**Task brief**
A word-for-word restatement of the data is what is needed.

(Beginning of Information)

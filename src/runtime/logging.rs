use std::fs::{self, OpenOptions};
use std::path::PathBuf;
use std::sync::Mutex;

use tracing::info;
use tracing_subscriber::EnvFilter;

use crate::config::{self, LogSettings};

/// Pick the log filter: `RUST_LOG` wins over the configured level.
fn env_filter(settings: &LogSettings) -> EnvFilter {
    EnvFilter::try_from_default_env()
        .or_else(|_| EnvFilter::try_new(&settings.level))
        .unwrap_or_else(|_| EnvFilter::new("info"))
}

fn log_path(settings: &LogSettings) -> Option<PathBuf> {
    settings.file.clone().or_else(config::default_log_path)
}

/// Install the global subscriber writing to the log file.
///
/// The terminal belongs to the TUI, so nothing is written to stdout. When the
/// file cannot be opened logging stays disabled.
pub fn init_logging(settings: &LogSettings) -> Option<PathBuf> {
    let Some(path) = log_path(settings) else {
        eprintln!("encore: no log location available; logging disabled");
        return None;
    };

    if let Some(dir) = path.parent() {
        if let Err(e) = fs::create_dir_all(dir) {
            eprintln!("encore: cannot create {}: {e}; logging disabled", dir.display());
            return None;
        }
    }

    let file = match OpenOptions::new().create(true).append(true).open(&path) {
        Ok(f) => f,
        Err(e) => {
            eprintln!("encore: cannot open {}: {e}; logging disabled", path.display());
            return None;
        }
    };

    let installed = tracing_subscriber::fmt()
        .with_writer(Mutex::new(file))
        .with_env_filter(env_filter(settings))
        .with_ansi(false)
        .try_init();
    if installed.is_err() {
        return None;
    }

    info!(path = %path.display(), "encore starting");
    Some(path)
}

(End of Information)

**Exercise result**
filename src/runtime/logging.rs
use std::fs::{self, OpenOptions};
use std::path::PathBuf;
use std::sync::Mutex;

use tracing::info;
use tracing_subscriber::EnvFilter;

use crate::config::{self, LogSettings};

/// Pick the log filter: `RUST_LOG` wins over the configured level.
fn env_filter(settings: &LogSettings) -> EnvFilter {
    EnvFilter::try_from_default_env()
        .or_else(|_| EnvFilter::try_new(&settings.level))
        .unwrap_or_else(|_| EnvFilter::new("info"))
}

fn log_path(settings: &LogSettings) -> Option<PathBuf> {
    settings.file.clone().or_else(config::default_log_path)
}

/// Install the global subscriber writing to the log file.
///
/// The terminal belongs to the TUI, so nothing is written to stdout. When the
/// file cannot be opened logging stays disabled.
pub fn init_logging(settings: &LogSettings) -> Option<PathBuf> {
    let Some(path) = log_path(settings) else {
        eprintln!("encore: no log location available; logging disabled");
        return None;
    };

    if let Some(dir) = path.parent() {
        if let Err(e) = fs::create_dir_all(dir) {
            eprintln!("encore: cannot create {}: {e}; logging disabled", dir.display());
            return None;
        }
    }

    let file = match OpenOptions::new().create(true).append(true).open(&path) {
        Ok(f) => f,
        Err(e) => {
            eprintln!("encore: cannot open {}: {e}; logging disabled", path.display());
            return None;
        }
    };

    let installed = tracing_subscriber::fmt()
        .with_writer(Mutex::new(file))
        .with_env_filter(env_filter(settings))
        .with_ansi(false)
        .try_init();
    if installed.is_err() {
        return None;
    }

    info!(path = %path.display(), "encore starting");
    Some(path)
}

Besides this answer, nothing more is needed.